高門府邸規矩多,女子更是得恪守本分,守着四方的天足不出戶,就沒聽說過哪家閨閣小姐當家做主的!
「晨起老夫也不是針對你,你瞧你挺大一個人,怎麼還記仇呢!這死丫頭瞧着瘦,背着沉甸甸的,快安排間屋子讓我歇歇。」
老鎮國公聽他左一句死丫頭,右一句死丫頭,一張臉黑的如萬年鍋底。
「問就是沒有!懶得與你在這廢話!今日的菜還沒澆。」
他看向柳歲,語氣頓時變得和緩。
「歲丫頭你好好休息,才醒,不急着起身,想吃什麼和這臭小子講一聲。」
柳歲點頭,一雙眼笑的眯成條縫。
「祖父放心,我一定乖乖聽話。

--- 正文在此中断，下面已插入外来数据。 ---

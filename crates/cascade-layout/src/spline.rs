//! One-dimensional piecewise-cubic spline fitting
//!
//! Hand and body curves are built from Hermite segments whose knot
//! velocities are either imposed (clamped fit, boundary velocities known
//! from throw/soft-catch physics) or solved for C² continuity (interior
//! knots, and every knot of a periodic closed-loop fit).

use cascade_core::{LayoutError, Result};

/// A fitted 1-D cubic spline over strictly increasing knot times
#[derive(Debug, Clone)]
pub struct Spline1 {
    times: Vec<f64>,
    /// per segment: value = a + b s + c s² + d s³ with s local to the segment
    coefs: Vec<[f64; 4]>,
    periodic: bool,
}

fn check_times(times: &[f64]) -> Result<()> {
    if times.len() < 2 {
        return Err(LayoutError::internal("spline fit needs at least two knots"));
    }
    for pair in times.windows(2) {
        if !(pair[1] > pair[0]) {
            return Err(LayoutError::internal(format!(
                "spline knot times must increase: {} then {}",
                pair[0], pair[1]
            )));
        }
    }
    Ok(())
}

/// Hermite segment coefficients from endpoint values and slopes
fn hermite(h: f64, y0: f64, y1: f64, m0: f64, m1: f64) -> [f64; 4] {
    let d = (y1 - y0) / h;
    [
        y0,
        m0,
        (3.0 * d - 2.0 * m0 - m1) / h,
        (m0 + m1 - 2.0 * d) / (h * h),
    ]
}

/// Solve a tridiagonal system in place (Thomas algorithm)
fn solve_tridiagonal(sub: &mut [f64], diag: &mut [f64], sup: &mut [f64], rhs: &mut [f64]) {
    let n = diag.len();
    for i in 1..n {
        let w = sub[i] / diag[i - 1];
        diag[i] -= w * sup[i - 1];
        rhs[i] -= w * rhs[i - 1];
    }
    rhs[n - 1] /= diag[n - 1];
    for i in (0..n - 1).rev() {
        rhs[i] = (rhs[i] - sup[i] * rhs[i + 1]) / diag[i];
    }
}

/// Solve a small dense system by Gaussian elimination with partial pivoting
fn solve_dense(a: &mut [Vec<f64>], b: &mut [f64]) -> Result<()> {
    let n = b.len();
    for col in 0..n {
        let mut pivot = col;
        for row in col + 1..n {
            if a[row][col].abs() > a[pivot][col].abs() {
                pivot = row;
            }
        }
        if a[pivot][col].abs() < 1e-12 {
            return Err(LayoutError::internal("singular spline system"));
        }
        a.swap(col, pivot);
        b.swap(col, pivot);
        for row in col + 1..n {
            let w = a[row][col] / a[col][col];
            for k in col..n {
                a[row][k] -= w * a[col][k];
            }
            b[row] -= w * b[col];
        }
    }
    for row in (0..n).rev() {
        for k in row + 1..n {
            b[row] -= a[row][k] * b[k];
        }
        b[row] /= a[row][row];
    }
    Ok(())
}

impl Spline1 {
    /// Fit with both endpoint velocities imposed; interior knot velocities
    /// are solved for C² continuity
    pub fn fit_clamped(times: &[f64], values: &[f64], v_start: f64, v_end: f64) -> Result<Spline1> {
        check_times(times)?;
        if values.len() != times.len() {
            return Err(LayoutError::internal("spline knot count mismatch"));
        }
        let n = times.len() - 1;
        let h: Vec<f64> = times.windows(2).map(|w| w[1] - w[0]).collect();
        let d: Vec<f64> = (0..n).map(|i| (values[i + 1] - values[i]) / h[i]).collect();

        let mut m = vec![0.0; n + 1];
        m[0] = v_start;
        m[n] = v_end;

        if n > 1 {
            // C² at interior knots: tridiagonal in the unknown slopes
            let k = n - 1;
            let mut sub = vec![0.0; k];
            let mut diag = vec![0.0; k];
            let mut sup = vec![0.0; k];
            let mut rhs = vec![0.0; k];
            for i in 1..n {
                let row = i - 1;
                sub[row] = 1.0 / h[i - 1];
                diag[row] = 2.0 * (1.0 / h[i - 1] + 1.0 / h[i]);
                sup[row] = 1.0 / h[i];
                rhs[row] = 3.0 * (d[i - 1] / (h[i - 1]) + d[i] / (h[i]));
            }
            rhs[0] -= m[0] / h[0];
            rhs[k - 1] -= m[n] / h[n - 1];
            solve_tridiagonal(&mut sub, &mut diag, &mut sup, &mut rhs);
            m[1..n].copy_from_slice(&rhs);
        }

        let coefs = (0..n)
            .map(|i| hermite(h[i], values[i], values[i + 1], m[i], m[i + 1]))
            .collect();
        Ok(Spline1 {
            times: times.to_vec(),
            coefs,
            periodic: false,
        })
    }

    /// Fit a closed loop: the last knot value must equal the first, every
    /// knot velocity is solved internally, and evaluation wraps
    pub fn fit_periodic(times: &[f64], values: &[f64]) -> Result<Spline1> {
        check_times(times)?;
        if values.len() != times.len() {
            return Err(LayoutError::internal("spline knot count mismatch"));
        }
        let n = times.len() - 1;
        let h: Vec<f64> = times.windows(2).map(|w| w[1] - w[0]).collect();
        let d: Vec<f64> = (0..n).map(|i| (values[i + 1] - values[i]) / h[i]).collect();

        // cyclic C² system in the n unknown slopes (slope n == slope 0)
        let mut a = vec![vec![0.0; n]; n];
        let mut rhs = vec![0.0; n];
        for i in 0..n {
            let prev = (i + n - 1) % n;
            let next = (i + 1) % n;
            a[i][prev] += 1.0 / h[prev];
            a[i][i] += 2.0 * (1.0 / h[prev] + 1.0 / h[i]);
            a[i][next] += 1.0 / h[i];
            rhs[i] = 3.0 * (d[prev] / h[prev] + d[i] / h[i]);
        }
        solve_dense(&mut a, &mut rhs)?;

        let m = |i: usize| rhs[i % n];
        let coefs = (0..n)
            .map(|i| hermite(h[i], values[i], values[i + 1], m(i), m(i + 1)))
            .collect();
        Ok(Spline1 {
            times: times.to_vec(),
            coefs,
            periodic: true,
        })
    }

    pub fn start_time(&self) -> f64 {
        self.times[0]
    }

    pub fn end_time(&self) -> f64 {
        self.times[self.times.len() - 1]
    }

    pub fn duration(&self) -> f64 {
        self.end_time() - self.start_time()
    }

    /// Map a query time into the knot range: wrap when periodic, clamp
    /// otherwise
    fn domain_time(&self, t: f64) -> f64 {
        if self.periodic {
            self.start_time() + (t - self.start_time()).rem_euclid(self.duration())
        } else {
            t.clamp(self.start_time(), self.end_time())
        }
    }

    fn segment(&self, t: f64) -> (usize, f64) {
        let i = self
            .times
            .partition_point(|&kt| kt <= t)
            .saturating_sub(1)
            .min(self.coefs.len() - 1);
        (i, t - self.times[i])
    }

    pub fn eval(&self, t: f64) -> f64 {
        let (i, s) = self.segment(self.domain_time(t));
        let [a, b, c, d] = self.coefs[i];
        a + s * (b + s * (c + s * d))
    }

    pub fn velocity(&self, t: f64) -> f64 {
        let (i, s) = self.segment(self.domain_time(t));
        let [_, b, c, d] = self.coefs[i];
        b + s * (2.0 * c + s * 3.0 * d)
    }

    /// Min and max value over `[from, to]`, by checking segment endpoints
    /// and interior stationary points
    pub fn extrema_on(&self, from: f64, to: f64) -> (f64, f64) {
        let (mut lo, mut hi) = (f64::INFINITY, f64::NEG_INFINITY);
        let mut consider = |v: f64| {
            lo = lo.min(v);
            hi = hi.max(v);
        };

        // when periodic and the window spans a full loop, scan everything
        let (from, to) = if self.periodic && to - from >= self.duration() {
            (self.start_time(), self.end_time())
        } else {
            (self.domain_time(from), self.domain_time(from) + (to - from).max(0.0))
        };

        consider(self.eval(from));
        consider(self.eval(to));
        for (i, &[_, b, c, d]) in self.coefs.iter().enumerate() {
            let t0 = self.times[i];
            let t1 = self.times[i + 1];
            let in_window = |t: f64| {
                (t >= from && t <= to)
                    || (self.periodic && t + self.duration() >= from && t + self.duration() <= to)
            };
            if in_window(t1) || in_window(t0) || (t0 <= from && t1 >= to) {
                consider(self.eval(t0));
                consider(self.eval(t1));
                // stationary points of b + 2c s + 3d s²
                if d.abs() > 1e-12 {
                    let disc = c * c - 3.0 * d * b;
                    if disc >= 0.0 {
                        for sign in [-1.0, 1.0] {
                            let s = (-c + sign * disc.sqrt()) / (3.0 * d);
                            if s > 0.0 && s < t1 - t0 {
                                let t = t0 + s;
                                if in_window(t) || (t0 <= from && t1 >= to) {
                                    consider(self.eval(t));
                                }
                            }
                        }
                    }
                } else if c.abs() > 1e-12 {
                    let s = -b / (2.0 * c);
                    if s > 0.0 && s < t1 - t0 {
                        let t = t0 + s;
                        if in_window(t) || (t0 <= from && t1 >= to) {
                            consider(self.eval(t));
                        }
                    }
                }
            }
        }
        (lo, hi)
    }
}

#[cfg(test)]
mod tests {
    use super::*;
    use proptest::prelude::*;

    #[test]
    fn test_clamped_interpolates_knots() {
        let times = [0.0, 1.0, 2.5, 4.0];
        let values = [0.0, 2.0, -1.0, 0.5];
        let s = Spline1::fit_clamped(&times, &values, 1.0, -0.5).unwrap();
        for (t, v) in times.iter().zip(values.iter()) {
            assert!((s.eval(*t) - v).abs() < 1e-9, "knot at t={}", t);
        }
        assert!((s.velocity(0.0) - 1.0).abs() < 1e-9);
        assert!((s.velocity(4.0) + 0.5).abs() < 1e-9);
    }

    #[test]
    fn test_clamped_is_c2() {
        let times = [0.0, 1.0, 2.0, 3.0];
        let values = [0.0, 1.0, -1.0, 2.0];
        let s = Spline1::fit_clamped(&times, &values, 0.0, 0.0).unwrap();
        // acceleration continuous at interior knots
        for &t in &[1.0, 2.0] {
            let eps = 1e-6;
            let a_left = (s.velocity(t) - s.velocity(t - eps)) / eps;
            let a_right = (s.velocity(t + eps) - s.velocity(t)) / eps;
            assert!((a_left - a_right).abs() < 1e-3, "kink at t={}", t);
        }
    }

    #[test]
    fn test_periodic_closes_the_loop() {
        let times = [0.0, 0.4, 1.1, 2.0];
        let values = [1.0, 3.0, -2.0, 1.0];
        let s = Spline1::fit_periodic(&times, &values).unwrap();
        assert!((s.eval(0.0) - s.eval(2.0)).abs() < 1e-9);
        assert!((s.velocity(0.0) - s.velocity(2.0)).abs() < 1e-9);
        // wraps outside the domain
        assert!((s.eval(2.4) - s.eval(0.4)).abs() < 1e-9);
        assert!((s.eval(-0.9) - s.eval(1.1)).abs() < 1e-9);
    }

    #[test]
    fn test_single_segment_periodic_is_constant() {
        let s = Spline1::fit_periodic(&[0.0, 1.0], &[5.0, 5.0]).unwrap();
        for t in [0.0, 0.3, 0.99, 7.2] {
            assert!((s.eval(t) - 5.0).abs() < 1e-9);
        }
    }

    #[test]
    fn test_extrema() {
        // clamped single segment rising then falling: peak inside
        let s = Spline1::fit_clamped(&[0.0, 1.0], &[0.0, 0.0], 1.0, -1.0).unwrap();
        let (lo, hi) = s.extrema_on(0.0, 1.0);
        assert!((lo - 0.0).abs() < 1e-9);
        assert!(hi > 0.0);
    }

    proptest! {
        #[test]
        fn prop_clamped_hits_every_knot(
            values in proptest::collection::vec(-50.0f64..50.0, 3..7),
            v0 in -10.0f64..10.0,
            v1 in -10.0f64..10.0,
        ) {
            let times: Vec<f64> = (0..values.len()).map(|i| i as f64 * 0.7).collect();
            let s = Spline1::fit_clamped(&times, &values, v0, v1).unwrap();
            for (t, v) in times.iter().zip(values.iter()) {
                prop_assert!((s.eval(*t) - v).abs() < 1e-6);
            }
        }

        #[test]
        fn prop_periodic_hits_every_knot(
            mut values in proptest::collection::vec(-50.0f64..50.0, 3..7),
        ) {
            let last = values.len() - 1;
            values[last] = values[0];
            let times: Vec<f64> = (0..values.len()).map(|i| i as f64 * 0.5).collect();
            let s = Spline1::fit_periodic(&times, &values).unwrap();
            for (t, v) in times.iter().zip(values.iter()) {
                prop_assert!((s.eval(*t) - v).abs() < 1e-6);
            }
        }
    }
}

」
老鎮國公背着手,經過長白道人時鼻中發出不屑冷哼。
「她若不同意,你就是跪下來求,也不讓你住!哼!」
長白道人氣的在屋裏來迴轉圈,手裏還握着把被柳歲揪掉的頭髮。
「死丫頭!你忘恩負義,不講道義,簡直.....簡直和那條白眼蛇一樣!」
言罷,他毫無形象的一屁股坐在地上,扯着嗓子乾嚎。
「沒天理啊,我一個無依無靠的老頭子,被騙來此處,無親無故的,今後要如何過活......」
塗山嫌吵,索性順着半開的窗格爬出去,眼不見為淨!
長白道人只虛長了年紀,這心智還如從前一樣幼稚!
柳歲一句話沒插進去,就聽他在那呼天搶地,不知道的還以為她已經死了!
這是來號喪的!
她猛地坐起身,往上擼了擼袖管。
「阿昭,我的銀針呢?我今天非要一針扎啞他丫的!」
景昭辰滿臉笑意,好心想拉一把長白道人,誰知拉了幾次竟沒能拉動。
他斂下眸底情緒,運起內力猛地一拉!
長白紋絲不動!
就像釘在地上一樣。
「臭小子走開!別影響老子發揮!」
話本子也不是白看的,今天不就派上用場了。
他伸出手,輕輕推了把景昭辰。
景昭辰就像離弦的箭,咻的飛出去,腳尖點了好幾下,才堪堪落在院中。
柳歲見狀,蹭地從床上跳下來,幾步就到了長白面前。
「敢傷阿昭!出來單挑!今日不是你死就是你死!」
長白興沖沖爬起來,「如果老夫贏了,就得讓我住下!你還得......啊啊啊......你這死丫頭,不是還沒開始,怎麼就動手了?」
「我的鬍子!鬆開!」
長白被柳歲從廂房拖到院子裏,喊得都破了音。
他發誓,絕不是故意讓着柳歲的。
只是不知為何,面對這丫頭,他體內的真氣就被壓製得死死的,完全不受控制,就仿佛遇到天敵似的,毫無招架之力!
但,他打死也不會承認!
他可是萬人敬仰的長白道人!醫毒雙絕,武功蓋世,貌比潘安,也曾迷倒萬千少女!
長白踢腿掙扎,嘴裏罵罵咧咧。
「你給我放開,頭髮揪禿尤不夠,還想荼毒老夫的鬍子,救命啊,殺人了!」
柳恆他們幾個今日早早歸家,聽聞長姐醒了,本是要來關心一番,誰曾想,腳還沒邁入院子,就看到這令人瞠目結舌的一幕。
長姐力氣原來這麼大的嗎?
柳安順勢坐在高高的門檻上,手托着肉嘟嘟的臉,一副看好戲的模樣。
「哇塞,長姐好厲害啊!長姐,揍他!」
柳歲回頭,衝着他們幾個露齒一笑。
「要不要揍到生活不能自理的那種程度?」
柳安認真想了想,點點頭。
「長姐的決定一定是有道理的,這怪老頭肯定很壞吧?那就往死里揍一頓,也好讓長姐解解氣!」
長白,「........」
他努力抬起頭看一眼粉雕玉琢的小女娃,長了張純真無害的臉,開口說的卻是最殘忍的話!
最後目光定格在一語不發的柳恆身上。
「這孩子....咳咳,你鬆開一點點,疼!身上有龍.....氣!」
一語畢,院中靜的可聞針落。
大家心知肚明的事,卻被長白一語道破天機。
柳恆的心跟着沉了又沉,他一直覺得只要不說破,不承認,他就是柳家的孩子,是長姐的弟弟,是安兒的哥哥,可事與願違!